The Education Data Platform exposes three APIs, each documented in this way:

  • Stats REST API — Traditional REST endpoints for aggregate education statistics
  • Education GraphQL API — Relay-style GraphQL for flexible, query-driven access
  • Stats MCP Server — Model Context Protocol interface for AI agents

Explore our APIs

Connect, create, and innovate with our easy-to-use APIs.

Using the OpenAPI specification

Each API page shows its OpenAPI spec in a fully-rendered, navigable view. You can:

  • Browse operations grouped by tag
  • Inspect request and response schemas
  • See authentication requirements
  • Drill into specific operations to see headers, parameters, examples, and response codes

The spec is the source of truth — it's the same machine-readable document the gateway uses to validate requests and that codegen tools use to generate client SDKs.

Using the Markdown supplements

OpenAPI is great for the contract but light on context. We supplement each API spec with a Markdown guide that covers:

  • Schema details that don't fit cleanly into OAS (especially for GraphQL)
  • Example queries grouped by use case
  • Notes on rate limit costs and cursor pagination
  • Error handling guidance
  • Best practices for batching, caching, and retry behaviour

Look for the Markdown section linked from each API's main page.

Using Try-It-Out

The interactive console at the top of each operation lets you fire real requests at the gateway from within the portal. To use it:

  1. Make sure you've registered an application and have a Bearer token (see Publish APIs)
  2. Paste the token into the Authorization field at the top of the operation
  3. Fill in any required parameters
  4. Click Send

You'll see the live response below — same shape, same auth, same rate limits as a production integration would.

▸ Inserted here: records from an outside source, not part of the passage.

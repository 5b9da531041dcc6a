use std::fmt;
use std::fs;
use std::sync::Arc;

use camino::{Utf8Path, Utf8PathBuf};

use crate::convert::{Converter, Converters, NATIVE_EXTENSION};
use crate::document::Document;
use crate::engine::Engine;
use crate::error::{BuildError, ConfigError};
use crate::product::Product;
use crate::source::SourceContainer;
use crate::task::ExecutionContext;

/// Options for a document task.
#[derive(Clone, Default)]
pub struct DocumentOptions {
    /// Key of the product member receiving the document, required when the
    /// product has several members.
    pub primary_key: Option<String>,
    /// Converter id, inferred from the output extension when absent.
    pub converter: Option<String>,
    /// Converter registry, the built-in one when absent.
    pub converters: Option<Arc<Converters>>,
}

impl DocumentOptions {
    pub fn primary_key(mut self, key: impl Into<String>) -> Self {
        self.primary_key = Some(key.into());
        self
    }

    pub fn converter(mut self, id: impl Into<String>) -> Self {
        self.converter = Some(id.into());
        self
    }

    pub fn converters(mut self, converters: Arc<Converters>) -> Self {
        self.converters = Some(converters);
        self
    }
}

/// Executes a parameterized document and stores the executed copy.
///
/// The executed document is always written to the native path first,
/// whether execution succeeds or not. When the requested output is in a
/// different format, it is converted from the saved native copy afterwards.
#[derive(Clone)]
pub struct DocumentTask {
    engine: Arc<dyn Engine>,
    native: Utf8PathBuf,
    output: Utf8PathBuf,
    converter: Option<Arc<dyn Converter>>,
}

impl DocumentTask {
    pub(crate) fn new(
        source: &SourceContainer,
        product: &Product,
        engine: Arc<dyn Engine>,
        options: DocumentOptions,
    ) -> Result<Self, ConfigError> {
        if !source.format().is_document() {
            return Err(ConfigError::NotADocument(source.to_string()));
        }

        let output = match (product, &options.primary_key) {
            (Product::File(file), _) => file.path().to_path_buf(),
            (Product::Meta(meta), Some(key)) => meta.get(key)?.path().to_path_buf(),
            (Product::Meta(meta), None) if meta.len() == 1 => meta
                .members()
                .map(|(_, file)| file.path().to_path_buf())
                .next()
                .ok_or(ConfigError::EmptyMetaProduct)?,
            (Product::Meta(meta), None) => {
                return Err(ConfigError::PrimaryKeyRequired {
                    valid: meta.valid_keys(),
                });
            }
        };

        let converters = options.converters.unwrap_or_default();
        let converter = converters.resolve(options.converter.as_deref(), &output)?;

        let native = match converter {
            Some(_) => output.with_extension(NATIVE_EXTENSION),
            None => output.clone(),
        };

        Ok(Self {
            engine,
            native,
            output,
            converter,
        })
    }

    /// Where the executed document is stored.
    pub fn native(&self) -> &Utf8Path {
        &self.native
    }

    /// The requested primary output.
    pub fn output(&self) -> &Utf8Path {
        &self.output
    }

    pub(crate) fn run(
        &self,
        source: &mut SourceContainer,
        context: &ExecutionContext,
    ) -> Result<(), BuildError> {
        let mut document = source.inject(&context.injected_params())?;

        let executed = self.engine.execute(&mut document, context);

        document
            .save(&self.native)
            .map_err(|source| BuildError::Artifact {
                path: self.native.clone(),
                source,
            })?;

        let converted = match &self.converter {
            Some(converter) => self.convert(converter.as_ref()),
            None => Ok(()),
        };

        match (executed, converted) {
            (Err(e), Err(conversion)) => {
                tracing::warn!("Conversion of a failed document also failed: {conversion}");
                Err(BuildError::Execution(e))
            }
            (Err(e), Ok(())) => Err(BuildError::Execution(e)),
            (Ok(()), converted) => converted,
        }
    }

    fn convert(&self, converter: &dyn Converter) -> Result<(), BuildError> {
        let document = Document::load(&self.native)?;

        let text = converter
            .convert(&document)
            .map_err(|source| BuildError::Conversion {
                path: self.output.clone(),
                source,
            })?;

        fs::write(&self.output, text).map_err(|source| BuildError::Artifact {
            path: self.output.clone(),
            source,
        })
    }
}

impl fmt::Debug for DocumentTask {
    fn fmt(&self, f: &mut fmt::Formatter<'_>) -> fmt::Result {
        f.debug_struct("DocumentTask")
            .field("native", &self.native)
            .field("output", &self.output)
            .field("converted", &self.converter.is_some())
            .finish()
    }
}
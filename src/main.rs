//! One-shot favicon conversion: composites `public/favicon.png` over a
//! white background and writes `public/favicon.ico` with 16/32/48/64px
//! frames. Failures are printed, not propagated; the process always
//! exits successfully.

use favicon_ico::FaviconBuilder;

const INPUT_PATH: &str = "public/favicon.png";
const OUTPUT_PATH: &str = "public/favicon.ico";

fn main() {
    match FaviconBuilder::default()
        .source_file(INPUT_PATH)
        .build_file(OUTPUT_PATH)
    {
        Ok(()) => {
            println!("Successfully converted {INPUT_PATH} to {OUTPUT_PATH} with WHITE background.")
        }
        Err(e) => println!("Error converting favicon: {e}"),
    }
}
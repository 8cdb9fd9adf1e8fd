use image::{Rgba, RgbaImage};
use std::fs;
use std::path::Path;
use std::process::{Command, Output};
use tempfile::TempDir;

fn run_in(dir: &Path) -> Output {
    Command::new(env!("CARGO_BIN_EXE_favicon-ico"))
        .current_dir(dir)
        .output()
        .unwrap()
}

#[test]
fn converts_the_fixed_paths_and_prints_both() {
    let dir = TempDir::new().unwrap();
    fs::create_dir(dir.path().join("public")).unwrap();
    RgbaImage::from_pixel(64, 64, Rgba([200, 30, 40, 255]))
        .save(dir.path().join("public/favicon.png"))
        .unwrap();

    let output = run_in(dir.path());

    assert!(output.status.success());
    let stdout = String::from_utf8(output.stdout).unwrap();
    assert!(
        stdout.contains("Successfully converted public/favicon.png to public/favicon.ico"),
        "stdout was: {stdout}"
    );

    let ico = fs::read(dir.path().join("public/favicon.ico")).unwrap();
    assert_eq!(&ico[..4], &[0, 0, 1, 0]);
    assert_eq!(u16::from_le_bytes([ico[4], ico[5]]), 4);
}

#[test]
fn missing_input_prints_an_error_and_still_exits_zero() {
    let dir = TempDir::new().unwrap();

    let output = run_in(dir.path());

    assert!(output.status.success());
    let stdout = String::from_utf8(output.stdout).unwrap();
    assert!(
        stdout.contains("Error converting favicon:"),
        "stdout was: {stdout}"
    );
    assert!(!dir.path().join("public/favicon.ico").exists());
}
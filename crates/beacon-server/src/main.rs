//! # beacon-server
//!
//! HTTP server for the beacon-range proximity estimator.
//!
//! This binary provides:
//! - REST API for distance estimation, ranking and parcel conversion
//! - OpenAPI documentation via Swagger UI
//! - Structured logging to file and stdout
//!
//! ## Running
//!
//! ```bash
//! # Development
//! cargo run --package beacon-server
//!
//! # Custom configuration file, port override
//! BEACON_CONFIG=./config.toml BEACON_SERVER__PORT=8080 ./beacon-server
//! ```

#![forbid(unsafe_code)]
#![warn(clippy::all, clippy::pedantic, clippy::nursery)]

use std::path::PathBuf;

use anyhow::Context;
use beacon_core::Config;
use beacon_server::api::create_router;
use beacon_server::logging;
use beacon_server::state::AppState;
use tokio::net::TcpListener;
use tracing::info;

/// Environment variable naming the configuration file.
const CONFIG_PATH_ENV: &str = "BEACON_CONFIG";

#[tokio::main]
async fn main() -> anyhow::Result<()> {
    let config_path = std::env::var_os(CONFIG_PATH_ENV)
        .map_or_else(beacon_core::default_config_path, PathBuf::from);

    let config = Config::load_checked(&config_path)
        .with_context(|| format!("failed to load configuration from {}", config_path.display()))?;

    logging::init(&config.logging)?;

    info!(config = %config_path.display(), "Starting beacon-server");

    let addr = config.bind_address();
    let app = create_router(AppState::shared(config));

    let listener = TcpListener::bind(&addr)
        .await
        .with_context(|| format!("failed to bind {addr}"))?;

    info!("Listening on {}", addr);

    axum::serve(listener, app)
        .with_graceful_shutdown(shutdown_signal())
        .await?;

    info!("Server stopped");
    Ok(())
}

/// Resolves when Ctrl-C is received.
async fn shutdown_signal() {
    if let Err(err) = tokio::signal::ctrl_c().await {
        tracing::error!(error = %err, "Failed to listen for shutdown signal");
        std::future::pending::<()>().await;
    }
    info!("Shutdown signal received");
}
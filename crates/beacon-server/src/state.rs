//! Application state shared across handlers.

use std::sync::Arc;
use std::time::Instant;

use beacon_core::Config;

/// State handle passed to every handler.
pub type SharedState = Arc<AppState>;

/// Immutable server state.
///
/// Readings are per-request, so nothing here needs a lock.
#[derive(Debug)]
pub struct AppState {
    config: Config,
    started_at: Instant,
}

impl AppState {
    /// Create state from loaded configuration.
    #[must_use]
    pub fn new(config: Config) -> Self {
        Self {
            config,
            started_at: Instant::now(),
        }
    }

    /// Create shared state from loaded configuration.
    #[must_use]
    pub fn shared(config: Config) -> SharedState {
        Arc::new(Self::new(config))
    }

    /// Loaded configuration.
    #[must_use]
    pub const fn config(&self) -> &Config {
        &self.config
    }

    /// Seconds since the state was created.
    #[must_use]
    pub fn uptime_secs(&self) -> u64 {
        self.started_at.elapsed().as_secs()
    }
}
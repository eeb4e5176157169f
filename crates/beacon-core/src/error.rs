//! Unified error types for the beacon-range core library.
//!
//! Distance estimation itself never fails: degraded readings come back as
//! the `-1.0` / [`crate::Proximity::Unknown`] sentinel. Errors only arise at
//! the edges, when readings are decoded from a transport form, when their
//! identity fields are validated, or when configuration is loaded.
//!
//! Each edge has its own error type ([`crate::ParcelError`],
//! [`crate::ConfigError`]) which converts into [`BeaconError`].
//!
//! # Example
//!
//! ```rust
//! use beacon_core::error::{BeaconError, Result};
//!
//! fn require_mac(address: &str) -> Result<()> {
//!     if !beacon_core::is_valid_mac_address(address) {
//!         return Err(BeaconError::InvalidMacAddress(address.to_string()));
//!     }
//!     Ok(())
//! }
//!
//! assert!(require_mac("AA:BB:CC:DD:EE:FF").is_ok());
//! ```

use std::path::PathBuf;
use thiserror::Error;

/// The unified error type for all beacon-range operations.
#[derive(Debug, Error)]
pub enum BeaconError {
    // =========================================================================
    // TRANSPORT ERRORS
    // =========================================================================
    /// A parcel ended before every field was read.
    #[error("Parcel is missing field '{0}'")]
    ParcelUnderflow(&'static str),

    /// A parcel field held the wrong primitive type.
    #[error("Parcel field '{field}' should be a {expected}")]
    ParcelTypeMismatch {
        /// Field being read.
        field: &'static str,
        /// Expected primitive type.
        expected: &'static str,
    },

    // =========================================================================
    // IDENTITY ERRORS
    // =========================================================================
    /// The MAC address is not six colon-separated hex octets.
    #[error("Invalid MAC address: '{0}'. Expected format 'AA:BB:CC:DD:EE:FF'.")]
    InvalidMacAddress(String),

    /// The proximity UUID of an iBeacon reading is not a hyphenated UUID.
    #[error("Invalid proximity UUID: '{0}'. Expected format 'e2c56db5-dffb-48d2-b060-d0f5a71096e0'.")]
    InvalidProximityUuid(String),

    /// The beacon model string is not one of `iBeacon`, `url`, `uid`.
    #[error("Unknown beacon model: '{0}'. Expected one of 'iBeacon', 'url', 'uid'.")]
    UnknownModel(String),

    /// A proximity code outside `0..=3`.
    #[error("Invalid proximity code: {0}. Expected 0 (unknown) to 3 (far).")]
    InvalidProximityCode(i32),

    // =========================================================================
    // CONFIGURATION ERRORS
    // =========================================================================
    /// The configuration file was not found at the expected path.
    #[error("Configuration file not found at: {}", .0.display())]
    ConfigNotFound(PathBuf),

    /// The configuration file exists but could not be parsed.
    #[error("Failed to parse configuration: {0}")]
    ConfigParseError(String),

    /// The configuration was parsed but contains invalid values.
    #[error("Configuration validation failed: {0}")]
    ConfigValidationError(String),

    /// The configuration file could not be read or written.
    #[error("Configuration I/O error: {0}")]
    ConfigIoError(String),
}

/// A specialized [`Result`] type for beacon-range operations.
pub type Result<T> = std::result::Result<T, BeaconError>;

impl BeaconError {
    /// Returns `true` if a reading could not be decoded from its transport form.
    #[inline]
    #[must_use]
    pub const fn is_transport_error(&self) -> bool {
        matches!(
            self,
            Self::ParcelUnderflow(_) | Self::ParcelTypeMismatch { .. }
        )
    }

    /// Returns `true` if a reading carried malformed identity fields.
    #[inline]
    #[must_use]
    pub const fn is_identity_error(&self) -> bool {
        matches!(
            self,
            Self::InvalidMacAddress(_)
                | Self::InvalidProximityUuid(_)
                | Self::UnknownModel(_)
                | Self::InvalidProximityCode(_)
        )
    }

    /// Returns `true` if this error is related to configuration.
    #[inline]
    #[must_use]
    pub const fn is_config_error(&self) -> bool {
        matches!(
            self,
            Self::ConfigNotFound(_)
                | Self::ConfigParseError(_)
                | Self::ConfigValidationError(_)
                | Self::ConfigIoError(_)
        )
    }

    /// Returns an HTTP-appropriate status code for this error.
    #[inline]
    #[must_use]
    pub const fn http_status_code(&self) -> u16 {
        match self {
            // 400 Bad Request - malformed input
            Self::ParcelUnderflow(_)
            | Self::ParcelTypeMismatch { .. }
            | Self::InvalidMacAddress(_)
            | Self::InvalidProximityUuid(_)
            | Self::UnknownModel(_)
            | Self::InvalidProximityCode(_) => 400,

            // 404 Not Found
            Self::ConfigNotFound(_) => 404,

            // 422 Unprocessable Entity - semantic errors
            Self::ConfigParseError(_) | Self::ConfigValidationError(_) => 422,

            // 500 Internal Server Error - server-side issues
            Self::ConfigIoError(_) => 500,
        }
    }

    /// Returns a machine-readable error code for API responses.
    #[inline]
    #[must_use]
    pub const fn error_code(&self) -> &'static str {
        match self {
            Self::ParcelUnderflow(_) => "PARCEL_UNDERFLOW",
            Self::ParcelTypeMismatch { .. } => "PARCEL_TYPE_MISMATCH",
            Self::InvalidMacAddress(_) => "INVALID_MAC_ADDRESS",
            Self::InvalidProximityUuid(_) => "INVALID_PROXIMITY_UUID",
            Self::UnknownModel(_) => "UNKNOWN_MODEL",
            Self::InvalidProximityCode(_) => "INVALID_PROXIMITY_CODE",
            Self::ConfigNotFound(_) => "CONFIG_NOT_FOUND",
            Self::ConfigParseError(_) => "CONFIG_PARSE_ERROR",
            Self::ConfigValidationError(_) => "CONFIG_VALIDATION_ERROR",
            Self::ConfigIoError(_) => "CONFIG_IO_ERROR",
        }
    }
}

// =============================================================================
// CONVERSIONS FROM MODULE-SPECIFIC ERRORS
// =============================================================================

impl From<crate::parcel::ParcelError> for BeaconError {
    fn from(err: crate::parcel::ParcelError) -> Self {
        use crate::parcel::ParcelError;
        match err {
            ParcelError::Underflow { field } => Self::ParcelUnderflow(field),
            ParcelError::TypeMismatch { field, expected } => {
                Self::ParcelTypeMismatch { field, expected }
            }
        }
    }
}

impl From<crate::config::ConfigError> for BeaconError {
    fn from(err: crate::config::ConfigError) -> Self {
        use crate::config::ConfigError;
        match err {
            ConfigError::NotFound(path) => Self::ConfigNotFound(path),
            ConfigError::ReadError { path, source } => {
                Self::ConfigIoError(format!("Failed to read {}: {}", path.display(), source))
            }
            ConfigError::WriteError { path, source } => {
                Self::ConfigIoError(format!("Failed to write {}: {}", path.display(), source))
            }
            ConfigError::ParseError(e) => Self::ConfigParseError(e.to_string()),
            ConfigError::SerializeError(e) => Self::ConfigParseError(e.to_string()),
            ConfigError::LayerError(e) => Self::ConfigParseError(e.to_string()),
            ConfigError::ValidationError { field, message } => {
                Self::ConfigValidationError(format!("{field}: {message}"))
            }
            ConfigError::MultipleValidationErrors(errors) => {
                let messages: Vec<String> = errors.into_iter().map(|e| e.to_string()).collect();
                Self::ConfigValidationError(messages.join("; "))
            }
        }
    }
}

// =============================================================================
// TESTS
// =============================================================================
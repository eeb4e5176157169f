//! Compute-once cell for derived values.
//!
//! A [`Memo`] is either [`MemoState::Uncomputed`] or
//! [`MemoState::Computed`]. The transition happens at most once, on first
//! access, and is never undone. Concurrent first accesses are serialized by
//! the underlying [`OnceLock`]: exactly one initializer runs and every reader
//! sees the value it published.

use std::fmt;
use std::sync::OnceLock;

/// Observable state of a [`Memo`].
#[derive(Debug, Clone, Copy, PartialEq, Eq)]
pub enum MemoState<'a, T> {
    /// Nothing has been computed yet.
    Uncomputed,
    /// The value computed on first access.
    Computed(&'a T),
}

/// Lazily computed, immutable-once-set value.
pub struct Memo<T> {
    cell: OnceLock<T>,
}

impl<T> Memo<T> {
    /// Create an empty cell.
    #[must_use]
    pub const fn new() -> Self {
        Self {
            cell: OnceLock::new(),
        }
    }

    /// Return the cached value, running `compute` first if the cell is empty.
    ///
    /// `compute` runs at most once over the lifetime of the cell, even when
    /// several threads race on the first call.
    pub fn get_or_compute<F>(&self, compute: F) -> &T
    where
        F: FnOnce() -> T,
    {
        self.cell.get_or_init(compute)
    }

    /// Current state without triggering computation.
    #[must_use]
    pub fn state(&self) -> MemoState<'_, T> {
        self.cell
            .get()
            .map_or(MemoState::Uncomputed, MemoState::Computed)
    }

    /// Whether the value has been computed.
    #[must_use]
    pub fn is_computed(&self) -> bool {
        self.cell.get().is_some()
    }
}

impl<T> Default for Memo<T> {
    fn default() -> Self {
        Self::new()
    }
}

impl<T: Clone> Clone for Memo<T> {
    fn clone(&self) -> Self {
        let cell = OnceLock::new();
        if let Some(value) = self.cell.get() {
            let _ = cell.set(value.clone());
        }
        Self { cell }
    }
}

impl<T: fmt::Debug> fmt::Debug for Memo<T> {
    fn fmt(&self, f: &mut fmt::Formatter<'_>) -> fmt::Result {
        match self.cell.get() {
            Some(value) => f.debug_tuple("Computed").field(value).finish(),
            None => f.write_str("Uncomputed"),
        }
    }
}

#[cfg(test)]
mod tests {
    use super::*;
    use std::sync::atomic::{AtomicUsize, Ordering};
    use std::sync::Arc;

    #[test]
    fn test_starts_uncomputed() {
        let memo: Memo<u32> = Memo::new();
        assert_eq!(memo.state(), MemoState::Uncomputed);
        assert!(!memo.is_computed());
    }

    #[test]
    fn test_computes_once() {
        let calls = AtomicUsize::new(0);
        let memo = Memo::new();

        let first = *memo.get_or_compute(|| {
            calls.fetch_add(1, Ordering::SeqCst);
            7
        });
        let second = *memo.get_or_compute(|| {
            calls.fetch_add(1, Ordering::SeqCst);
            8
        });

        assert_eq!(first, 7);
        assert_eq!(second, 7);
        assert_eq!(calls.load(Ordering::SeqCst), 1);
        assert_eq!(memo.state(), MemoState::Computed(&7));
    }

    #[test]
    fn test_concurrent_first_access_computes_once() {
        let calls = Arc::new(AtomicUsize::new(0));
        let memo = Arc::new(Memo::new());

        let handles: Vec<_> = (0..8)
            .map(|_| {
                let calls = Arc::clone(&calls);
                let memo = Arc::clone(&memo);
                std::thread::spawn(move || {
                    *memo.get_or_compute(|| {
                        calls.fetch_add(1, Ordering::SeqCst);
                        std::thread::sleep(std::time::Duration::from_millis(5));
                        42_u64
                    })
                })
            })
            .collect();

        for handle in handles {
            assert_eq!(handle.join().unwrap(), 42);
        }
        assert_eq!(calls.load(Ordering::SeqCst), 1);
    }

    #[test]
    fn test_clone_keeps_computed_value() {
        let memo = Memo::new();
        memo.get_or_compute(|| 3.5_f64);
        let cloned = memo.clone();
        assert_eq!(cloned.state(), MemoState::Computed(&3.5));

        let empty: Memo<f64> = Memo::new();
        assert!(!empty.clone().is_computed());
    }

    #[test]
    fn test_debug_format() {
        let memo = Memo::new();
        assert_eq!(format!("{memo:?}"), "Uncomputed");
        memo.get_or_compute(|| 1);
        assert_eq!(format!("{memo:?}"), "Computed(1)");
    }
}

Reading the OpenAPI examples

Each operation's request body includes one or more named examples — pre-built request payloads you can use as a starting point.

Pick the example that matches your use case, hit Send, and you'll see what the response shape looks like.

# Equivalent curl call you'd make outside the portal:
curl -X POST https://api.example.com/graphql \
  -H "Authorization: Bearer YOUR_TOKEN" \
  -H "Content-Type: application/json" \
  -d '{
    "query": "{ schools(first: 5) { totalCount edges { node { id name } } } }"
  }'

Try-It-Out also generates equivalent curl commands you can copy and run from your own terminal.

Schema browsing

For typed languages (TypeScript, Java, Go), you can also export the OpenAPI spec directly from the portal and feed it into your favourite codegen tool to produce a fully-typed client SDK. Look for the Download Spec button on each API page.